Nearly 7 in 10 millennials do not have a savings account with at least $1,000 in it according to a new finding published by GoBankingRates.
While the rise in online banking has made it easier for individuals to find other vehicles for their money, it also leads to increased spending, which can drain accounts faster than they can be replenished.
In general, financial experts say that you should keep a cushion of at least 3 months’ worth of salary in savings. That advice itself isn’t necessarily bad, but for the vast majority of people, that represents a lot of money and a savings account usually offers notoriously low interest rates.

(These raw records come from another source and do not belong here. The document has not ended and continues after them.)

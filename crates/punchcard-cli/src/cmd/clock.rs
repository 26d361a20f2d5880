//! `punch in` / `punch out`: record segment boundaries, then reconcile.

use super::Session;
use crate::output::render_item;
use crate::view::ShiftView;
use anyhow::Result;
use clap::Args;
use punchcard_core::{Shift, StoreError};

#[derive(Args, Debug)]
pub struct ClockArgs {
    /// Employee identifier.
    pub employee: String,

    /// Shift date as YYYY-MM-DD (default: the date of `--now`).
    #[arg(long)]
    pub date: Option<String>,

    /// Wall-clock time as HH:MM (default: the time of `--now`).
    #[arg(long)]
    pub at: Option<String>,
}

#[derive(Clone, Copy)]
enum Direction {
    In,
    Out,
}

/// Execute `punch in`.
///
/// # Errors
///
/// Returns an error if the arguments do not parse, a segment is already
/// open, or the store rejects the write.
pub fn run_clock_in(args: &ClockArgs, session: &Session) -> Result<()> {
    run_clock(args, session, Direction::In)
}

/// Execute `punch out`.
///
/// # Errors
///
/// Returns an error if the arguments do not parse, no segment is open, or
/// the store rejects the write.
pub fn run_clock_out(args: &ClockArgs, session: &Session) -> Result<()> {
    run_clock(args, session, Direction::Out)
}

fn run_clock(args: &ClockArgs, session: &Session, direction: Direction) -> Result<()> {
    let date = session.shift_date(args.date.as_deref())?;
    let at = session.wall_time(args.at.as_deref())?;

    let recorded: Result<Shift, StoreError> = match direction {
        Direction::In => session.store.clock_in(&args.employee, date, at),
        Direction::Out => session.store.clock_out(&args.employee, date, at),
    };
    let shift = recorded.map_err(|err| session.store_error(&err))?;

    // The segment change may move the canonical status.
    let result = session.reconciler().reconcile(shift, session.now);
    render_item(&ShiftView::reconciled(&result), session.output)?;
    session.check_written(&result)
}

A better plan might be to keep perhaps a month’s salary in a savings account (which can be immediately transferred to a checking account if the need arises) and the rest of your cushion in highly rated bonds or another relatively low-risk vehicle. If you really need access to the money, you can usually get in within 2-3 days, while earning at least double, if not more, in interest when compared to a savings account.

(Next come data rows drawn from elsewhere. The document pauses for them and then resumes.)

//! Shared output layer for pretty/text/JSON parity across all commands.
//!
//! Every command handler receives an [`OutputMode`] and formats its output
//! accordingly: pretty output for humans, compact rows for scripts and
//! pipes, or stable JSON.
//!
//! # Output mode resolution
//!
//! Precedence (highest wins):
//! 1. `--json` flag
//! 2. `FORMAT` env var: `"pretty"` | `"text"` | `"json"`
//! 3. `output` in the user config file
//! 4. [`OutputMode::Pretty`] if stdout is a TTY, [`OutputMode::Text`] if piped

use punchcard_core::ErrorCode;
use serde::Serialize;
use std::io::{self, Write};

/// Shared width for human pretty separators.
pub const PRETTY_RULE_WIDTH: usize = 72;

/// Write a horizontal separator used by pretty human output.
pub fn pretty_rule(w: &mut dyn Write) -> io::Result<()> {
    writeln!(w, "{:-<width$}", "", width = PRETTY_RULE_WIDTH)
}

/// Write a section heading followed by a separator.
pub fn pretty_section(w: &mut dyn Write, heading: &str) -> io::Result<()> {
    writeln!(w, "{heading}")?;
    pretty_rule(w)
}

/// Render a left-aligned key/value line in human output.
pub fn pretty_kv(w: &mut dyn Write, key: &str, value: impl AsRef<str>) -> io::Result<()> {
    writeln!(w, "{:<12} {}", format!("{key}:"), value.as_ref())
}

/// The three output modes supported by the CLI.
#[derive(Debug, Clone, Copy, PartialEq, Eq)]
pub enum OutputMode {
    /// Human-optimized output (sections, key/value framing).
    Pretty,
    /// Space-separated rows for scripts and pipes.
    Text,
    /// Machine-readable JSON.
    Json,
}

impl OutputMode {
    fn from_name(name: &str) -> Option<Self> {
        match name {
            "pretty" => Some(Self::Pretty),
            "text" => Some(Self::Text),
            "json" => Some(Self::Json),
            _ => None,
        }
    }
}

/// Resolve the output mode from the `--json` flag, `FORMAT`, the user config
/// and TTY detection.
pub fn resolve_output_mode(json_flag: bool) -> OutputMode {
    if json_flag {
        return OutputMode::Json;
    }
    match punchcard_core::config::resolve_output_for(false) {
        Ok(name) => OutputMode::from_name(&name).unwrap_or(OutputMode::Text),
        Err(err) => {
            tracing::warn!("ignoring unreadable user config: {err:#}");
            OutputMode::Text
        }
    }
}

/// Trait implemented by any CLI result type that can be rendered in all modes.
pub trait Renderable: Serialize {
    /// Render for human consumption: labelled sections.
    fn render_human(&self, w: &mut dyn Write) -> io::Result<()>;

    /// Render as a single text row (no header; see [`table_headers`]).
    ///
    /// [`table_headers`]: Renderable::table_headers
    fn render_table(&self, w: &mut dyn Write) -> io::Result<()>;

    /// Column headers for text mode, in the same order as
    /// [`render_table`](Renderable::render_table) fields.
    fn table_headers() -> &'static [&'static str]
    where
        Self: Sized,
    {
        &[]
    }
}

/// Write one [`Renderable`] item in the given mode.
pub fn write_item<R: Renderable>(w: &mut dyn Write, item: &R, mode: OutputMode) -> anyhow::Result<()> {
    match mode {
        OutputMode::Pretty => item.render_human(w)?,
        OutputMode::Text => item.render_table(w)?,
        OutputMode::Json => {
            serde_json::to_writer_pretty(&mut *w, item)?;
            writeln!(w)?;
        }
    }
    Ok(())
}

/// Render a single [`Renderable`] item to stdout.
pub fn render_item<R: Renderable>(item: &R, mode: OutputMode) -> anyhow::Result<()> {
    let stdout = io::stdout();
    let mut out = stdout.lock();
    write_item(&mut out, item, mode)
}

/// Write a list of [`Renderable`] items, with a header row in text mode.
///
/// JSON mode wraps the items in `summary` under an `items` key.
pub fn write_list<R: Renderable, S: Serialize>(
    w: &mut dyn Write,
    items: &[R],
    summary: &S,
    mode: OutputMode,
) -> anyhow::Result<()> {
    match mode {
        OutputMode::Pretty => {
            for item in items {
                item.render_human(w)?;
                writeln!(w)?;
            }
        }
        OutputMode::Text => {
            if !items.is_empty() {
                writeln!(w, "{}", R::table_headers().join("  "))?;
            }
            for item in items {
                item.render_table(w)?;
            }
        }
        OutputMode::Json => {
            let mut value = serde_json::to_value(summary)?;
            if let serde_json::Value::Object(map) = &mut value {
                map.insert("items".to_string(), serde_json::to_value(items)?);
            }
            serde_json::to_writer_pretty(&mut *w, &value)?;
            writeln!(w)?;
        }
    }
    Ok(())
}

/// Render a list of [`Renderable`] items to stdout.
pub fn render_list<R: Renderable, S: Serialize>(
    items: &[R],
    summary: &S,
    mode: OutputMode,
) -> anyhow::Result<()> {
    let stdout = io::stdout();
    let mut out = stdout.lock();
    write_list(&mut out, items, summary, mode)
}

/// Render a serializable value with explicit pretty/text renderers.
pub fn render_mode<T: Serialize>(
    mode: OutputMode,
    value: &T,
    text_fn: impl FnOnce(&T, &mut dyn Write) -> io::Result<()>,
    pretty_fn: impl FnOnce(&T, &mut dyn Write) -> io::Result<()>,
) -> anyhow::Result<()> {
    let stdout = io::stdout();
    let mut out = stdout.lock();
    match mode {
        OutputMode::Json => {
            serde_json::to_writer_pretty(&mut out, value)?;
            writeln!(out)?;
        }
        OutputMode::Text => text_fn(value, &mut out)?,
        OutputMode::Pretty => pretty_fn(value, &mut out)?,
    }
    Ok(())
}

/// A structured error with optional suggestion and error code.
#[derive(Debug, Serialize)]
pub struct CliError {
    /// Human-readable error message.
    pub message: String,
    /// Optional suggestion for how to fix the error.
    #[serde(skip_serializing_if = "Option::is_none")]
    pub suggestion: Option<String>,
    /// Machine-readable error code (e.g. `E2004`).
    #[serde(skip_serializing_if = "Option::is_none")]
    pub error_code: Option<String>,
}

impl CliError {
    /// Create an error carrying `code` and its remediation hint.
    pub fn from_code(code: ErrorCode, message: impl Into<String>) -> Self {
        Self {
            message: message.into(),
            suggestion: code.hint().map(str::to_string),
            error_code: Some(code.code().to_string()),
        }
    }
}

/// Write an error in the requested format.
pub fn write_error(w: &mut dyn Write, mode: OutputMode, error: &CliError) -> anyhow::Result<()> {
    match mode {
        OutputMode::Json => {
            let wrapper = serde_json::json!({
                "error": error,
            });
            serde_json::to_writer_pretty(&mut *w, &wrapper)?;
            writeln!(w)?;
        }
        OutputMode::Pretty | OutputMode::Text => {
            match &error.error_code {
                Some(code) => writeln!(w, "error[{code}]: {}", error.message)?,
                None => writeln!(w, "error: {}", error.message)?,
            }
            if let Some(ref suggestion) = error.suggestion {
                writeln!(w, "  suggestion: {suggestion}")?;
            }
        }
    }
    Ok(())
}

/// Render an error to stderr in the requested format.
pub fn render_error(mode: OutputMode, error: &CliError) -> anyhow::Result<()> {
    let stderr = io::stderr();
    let mut out = stderr.lock();
    write_error(&mut out, mode, error)
}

Still, the fact that almost 70% of millennials don’t even have enough in their savings account to cover a busted transmission, snapped axle or another one-time large expense is disconcerting. Even worse, when the same question was asked in 2015 (69% is the 2016 number), 62% of millennials fell into the $1,000 or under category. In the span of a year, 7 out of 100 millennials have joined the camp with depleted (or non existent) savings.
Part of this is likely due to outside responsibilities (housing, student loans, transportation, etc.), part of it due to relatively fewer well-paying jobs becoming available, and part of it due to a decreased importance put on saving money.